We stress that reference_score(i) is computed using only bids that survived the filtering. Hence, whatever bid was deemed unfair at the filtering stage will continue being excluded from the calculations of the reference score.

We then specify that winning solver i receives winning_score - reference_score(i) (capped) in case of a successful execution. In case of (possibly partial) reverts, the solver receives winning_score - reference_score(i) - L (also capped below) where L is the score loss due to the solver’s revert (i.e,. the score that the solver promised in the auction but did not deliver).

However, the above approach has a subtle problem. If the winner selection algorithm is an approximation and not an optimal score-maximizing algorithm, there is no guarantee that winning_score - reference_score(i) is positive, nor that winning_score - reference_score(i) - L is non-positive, even in case of full revert. As we discuss below, we expect this to not arise frequently (i.e., approximately 1% of auctions), at least initially, and so we propose to use the above simple algorithm for winners selection while defining reference_score(i) as the minimum of the winning score and the winning score of the counterfactual auction in such cases. This guarantees that rewards cannot be negative and penalties cannot be positive. Nonetheless, a winning solver may still receive zero rewards. If these cases become frequent, they may distort solvers’ bidding behavior, which is undesirable. To prevent that, we reserve the right to introduce a more complex winners selection algorithm.

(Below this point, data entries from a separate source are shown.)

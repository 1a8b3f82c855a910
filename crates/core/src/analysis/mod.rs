//! Kick alignment check for rendered mixes.
//!
//! The kick and the bass carry almost all of the track's energy below a few
//! hundred hertz, while hi-hats, horns and the lead sit above it. A rise in
//! that low band therefore marks a beat. [`KickDetector`] finds those rises
//! with a short-time FFT, and [`check_kicks`] pairs them with the kick offsets
//! of an [`AudioTimeline`] to show whether the mix actually lands on the grid
//! the visual pulse follows.

use std::f32::consts::TAU;

use realfft::RealFftPlanner;
use serde::{Deserialize, Serialize};

use crate::{AudioTimeline, MixBuffer, PartyError, Result, VoiceKind};

/// Upper edge of the band the kick and bass live in.
const KICK_BAND_HZ: f32 = 250.0;
/// Fraction of the strongest rise a frame needs to count as an onset.
const FLUX_SENSITIVITY: f32 = 0.2;
/// Two onsets closer than this are one hit.
const MIN_ONSET_GAP: f64 = 0.1;

/// Low-band onset detector over mono samples.
#[derive(Debug, Clone)]
pub struct KickDetector {
    sample_rate: u32,
    window: usize,
    hop: usize,
}

impl KickDetector {
    /// Detector whose FFT window covers roughly `window_ms`, rounded up to a
    /// power of two. Frames advance by a quarter window.
    pub fn new(sample_rate: u32, window_ms: f32) -> Self {
        let target = (sample_rate as f32 * window_ms.max(1.0) / 1000.0).ceil() as usize;
        let window = target.max(4).next_power_of_two();
        Self {
            sample_rate,
            window,
            hop: window / 4,
        }
    }

    pub fn window(&self) -> usize {
        self.window
    }

    pub fn hop(&self) -> usize {
        self.hop
    }

    /// Seconds between frame centres.
    pub fn frame_seconds(&self) -> f64 {
        self.hop as f64 / f64::from(self.sample_rate)
    }

    /// Positive change of low-band energy per frame. Frame `k` is centred
    /// on sample `k * hop`; samples outside the buffer count as silence.
    pub fn low_band_flux(&self, samples: &[f32]) -> Result<Vec<f32>> {
        if self.sample_rate == 0 {
            return Err(PartyError::InvalidInput("sample rate must be non-zero"));
        }

        let plan = RealFftPlanner::<f32>::new().plan_fft_forward(self.window);
        let mut input = plan.make_input_vec();
        let mut spectrum = plan.make_output_vec();
        let mut scratch = plan.make_scratch_vec();

        let window: Vec<f32> = (0..self.window)
            .map(|n| 0.5 - 0.5 * (TAU * n as f32 / self.window as f32).cos())
            .collect();
        let bin_hz = self.sample_rate as f32 / self.window as f32;
        let top_bin = ((KICK_BAND_HZ / bin_hz).floor() as usize).clamp(1, spectrum.len() - 1);

        let half = self.window / 2;
        let frames = samples.len().div_ceil(self.hop);
        let mut flux = Vec::with_capacity(frames);
        let mut previous = 0.0_f32;

        for frame in 0..frames {
            let centre = frame * self.hop;
            for (n, slot) in input.iter_mut().enumerate() {
                *slot = (centre + n)
                    .checked_sub(half)
                    .and_then(|index| samples.get(index))
                    .map_or(0.0, |sample| sample * window[n]);
            }
            plan.process_with_scratch(&mut input, &mut spectrum, &mut scratch)?;

            let energy: f32 = spectrum[1..=top_bin].iter().map(|bin| bin.norm_sqr()).sum();
            flux.push((energy - previous).max(0.0));
            previous = energy;
        }

        Ok(flux)
    }

    /// Onset times in seconds, in order.
    pub fn detect(&self, samples: &[f32]) -> Result<Vec<f64>> {
        let flux = self.low_band_flux(samples)?;
        let strongest = flux.iter().copied().fold(0.0_f32, f32::max);
        if strongest <= f32::EPSILON {
            return Ok(Vec::new());
        }
        let threshold = strongest * FLUX_SENSITIVITY;

        let mut onsets: Vec<f64> = Vec::new();
        for (frame, value) in flux.iter().enumerate() {
            let before = frame.checked_sub(1).map_or(0.0, |i| flux[i]);
            let after = flux.get(frame + 1).copied().unwrap_or(0.0);
            if *value < threshold || *value < before || *value <= after {
                continue;
            }

            let time = frame as f64 * self.frame_seconds();
            if onsets.last().map_or(true, |last| time - last >= MIN_ONSET_GAP) {
                onsets.push(time);
            }
        }
        Ok(onsets)
    }
}

/// How well the detected onsets of a mix line up with the kick grid.
#[derive(Debug, Clone, Default, PartialEq, Serialize, Deserialize)]
pub struct KickReport {
    /// Kicks of the timeline that start inside the mix.
    pub expected: usize,
    pub matched: usize,
    pub onsets: usize,
    /// Onsets with no kick within tolerance.
    pub extra: usize,
    pub tolerance_ms: f64,
    pub mean_error_ms: f64,
    pub max_error_ms: f64,
    /// Tempo from the median gap between matched onsets.
    pub tempo_bpm: Option<f64>,
}

impl KickReport {
    /// Every expected kick was heard.
    pub fn is_aligned(&self) -> bool {
        self.matched == self.expected
    }
}

/// Compares the kicks of `timeline` with the onsets found in `mix`, assuming
/// the track was anchored at the start of the mix.
pub fn check_kicks(
    mix: &MixBuffer,
    timeline: &AudioTimeline,
    window_ms: f32,
) -> Result<KickReport> {
    let detector = KickDetector::new(mix.sample_rate, window_ms);
    let onsets = detector.detect(&mix.samples)?;
    let tolerance = detector.window() as f64 / f64::from(mix.sample_rate);
    let duration = f64::from(mix.duration_seconds());

    let kicks: Vec<f64> = timeline
        .sounds
        .iter()
        .filter(|sound| sound.voice.kind() == VoiceKind::Kick && sound.offset < duration)
        .map(|sound| sound.offset)
        .collect();

    let mut used = vec![false; onsets.len()];
    let mut hits = Vec::new();
    for kick in &kicks {
        let nearest = onsets
            .iter()
            .enumerate()
            .filter(|(index, _)| !used[*index])
            .map(|(index, onset)| (index, *onset, (onset - kick).abs()))
            .min_by(|a, b| a.2.total_cmp(&b.2));

        if let Some((index, onset, error)) = nearest {
            if error <= tolerance {
                used[index] = true;
                hits.push((onset, error));
            }
        }
    }

    let matched = hits.len();
    let (mean_error, max_error) = if matched == 0 {
        (0.0, 0.0)
    } else {
        let total: f64 = hits.iter().map(|(_, error)| error).sum();
        let max = hits.iter().map(|(_, error)| *error).fold(0.0, f64::max);
        (total / matched as f64, max)
    };

    let report = KickReport {
        expected: kicks.len(),
        matched,
        onsets: onsets.len(),
        extra: onsets.len() - matched,
        tolerance_ms: tolerance * 1000.0,
        mean_error_ms: mean_error * 1000.0,
        max_error_ms: max_error * 1000.0,
        tempo_bpm: median_tempo(hits.iter().map(|(onset, _)| *onset)),
    };

    if report.is_aligned() {
        tracing::debug!(?report, "kicks aligned with the beat grid");
    } else {
        tracing::warn!(
            expected = report.expected,
            matched = report.matched,
            "mix drifts from the beat grid"
        );
    }
    Ok(report)
}

fn median_tempo(onsets: impl Iterator<Item = f64>) -> Option<f64> {
    let mut onsets: Vec<f64> = onsets.collect();
    onsets.sort_by(f64::total_cmp);
    let mut gaps: Vec<f64> = onsets.windows(2).map(|pair| pair[1] - pair[0]).collect();
    if gaps.is_empty() {
        return None;
    }
    gaps.sort_by(f64::total_cmp);
    let median = gaps[gaps.len() / 2];
    (median > 0.0).then(|| 60.0 / median)
}

#[cfg(test)]
mod tests {
    use rand::{rngs::StdRng, SeedableRng};

    use super::*;
    use crate::Voice;

    fn mix_of(sample_rate: u32, seconds: f64, hits: &[(f64, Voice)]) -> MixBuffer {
        let mut rng = StdRng::seed_from_u64(5);
        let mut samples = vec![0.0; (seconds * f64::from(sample_rate)) as usize];
        for (at, voice) in hits {
            let start = (at * f64::from(sample_rate)).round() as usize;
            for (slot, value) in samples[start..]
                .iter_mut()
                .zip(voice.render(sample_rate, &mut rng).unwrap())
            {
                *slot += value;
            }
        }
        MixBuffer {
            sample_rate,
            samples,
            voices: hits.len(),
        }
    }

    #[test]
    fn window_rounds_up_to_a_power_of_two() {
        let detector = KickDetector::new(8_000, 32.0);
        assert_eq!(detector.window(), 256);
        assert_eq!(detector.hop(), 64);
        assert_eq!(KickDetector::new(48_000, 32.0).window(), 2_048);
    }

    #[test]
    fn silence_has_no_onsets() {
        let detector = KickDetector::new(8_000, 32.0);
        assert!(detector.detect(&[0.0; 4_000]).unwrap().is_empty());
    }

    #[test]
    fn finds_isolated_kicks() {
        let mix = mix_of(8_000, 2.0, &[(0.25, Voice::Kick), (1.25, Voice::Kick)]);
        let detector = KickDetector::new(8_000, 32.0);
        let onsets = detector.detect(&mix.samples).unwrap();

        assert_eq!(onsets.len(), 2);
        assert!((onsets[0] - 0.25).abs() <= 0.032);
        assert!((onsets[1] - 1.25).abs() <= 0.032);
    }

    #[test]
    fn hi_hats_do_not_read_as_kicks() {
        let mix = mix_of(
            8_000,
            2.0,
            &[(0.2, Voice::Kick), (0.6, Voice::HiHat), (1.0, Voice::HiHat)],
        );
        let onsets = KickDetector::new(8_000, 32.0).detect(&mix.samples).unwrap();
        assert_eq!(onsets.len(), 1);
    }

    #[test]
    fn kicks_on_the_grid_are_aligned() {
        let timeline = AudioTimeline::build(140.0, 8);
        let hits: Vec<_> = (0..8)
            .map(|beat| (timeline.beat_offset(beat), Voice::Kick))
            .collect();
        let mix = mix_of(8_000, timeline.span() + 0.5, &hits);

        let report = check_kicks(&mix, &timeline, 32.0).unwrap();
        assert_eq!(report.expected, 8);
        assert!(report.is_aligned(), "{report:?}");
        assert_eq!(report.extra, 0);
        let tempo = report.tempo_bpm.expect("tempo from matched kicks");
        assert!((tempo - 140.0).abs() < 5.0);
    }

    #[test]
    fn shifted_kicks_are_reported_missing() {
        let timeline = AudioTimeline::build(140.0, 4);
        // A quarter beat late is well past the window.
        let late = timeline.beat_seconds / 4.0;
        let hits: Vec<_> = (0..4)
            .map(|beat| (timeline.beat_offset(beat) + late, Voice::Kick))
            .collect();
        let mix = mix_of(8_000, timeline.span() + 0.5, &hits);

        let report = check_kicks(&mix, &timeline, 32.0).unwrap();
        assert_eq!(report.expected, 4);
        assert_eq!(report.matched, 0);
        assert!(!report.is_aligned());
        assert_eq!(report.extra, report.onsets);
    }

    #[test]
    fn rejects_zero_sample_rate() {
        let detector = KickDetector::new(0, 32.0);
        assert!(detector.low_band_flux(&[0.0; 16]).is_err());
    }
}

Expected impact of the proposal

We conducted experiments on historical auction data as well as on synthetic auctions, and, based on these, we expect the following:

• Order throughput will increase by around 33%.
• Rewards in the solver competition will increase by around 25%.
• We do not expect a change in total surplus but the surplus will be distributed more fairly among traders, rendering EBBO rules almost obsolete.
• There is little difference between choosing winners based on simple heuristics and full combinatorial maximization in the current state of the orderbook. This indicates that there is little potential for exploiting skewed incentives from the simplistic selection of winners.
• With more order flow and more complex synergies between trades there can be more auctions where the proposed winners selection heuristic deviates from the optimal combinatorial selection, which, as already mentioned, may distort solvers’ bidding behavior.

More information on these experiments can be found in this post.

Execution

We propose to switch to fair combinatorial auctions as soon as the required changes are implemented by the core team. We expect testing of the mechanism to start around May 20, 2025, and the full switch in production on all chains to happen around June 3rd, 2025. The core team commits to communicate clearly all timelines to solver teams directly, as well as post updates in the CoW DAO forum.

If large discrepancies between selecting winners based on the proposed heuristic and the optimal combinatorial maximization are observed, the core team reserves the right to update the winners selection algorithm later on.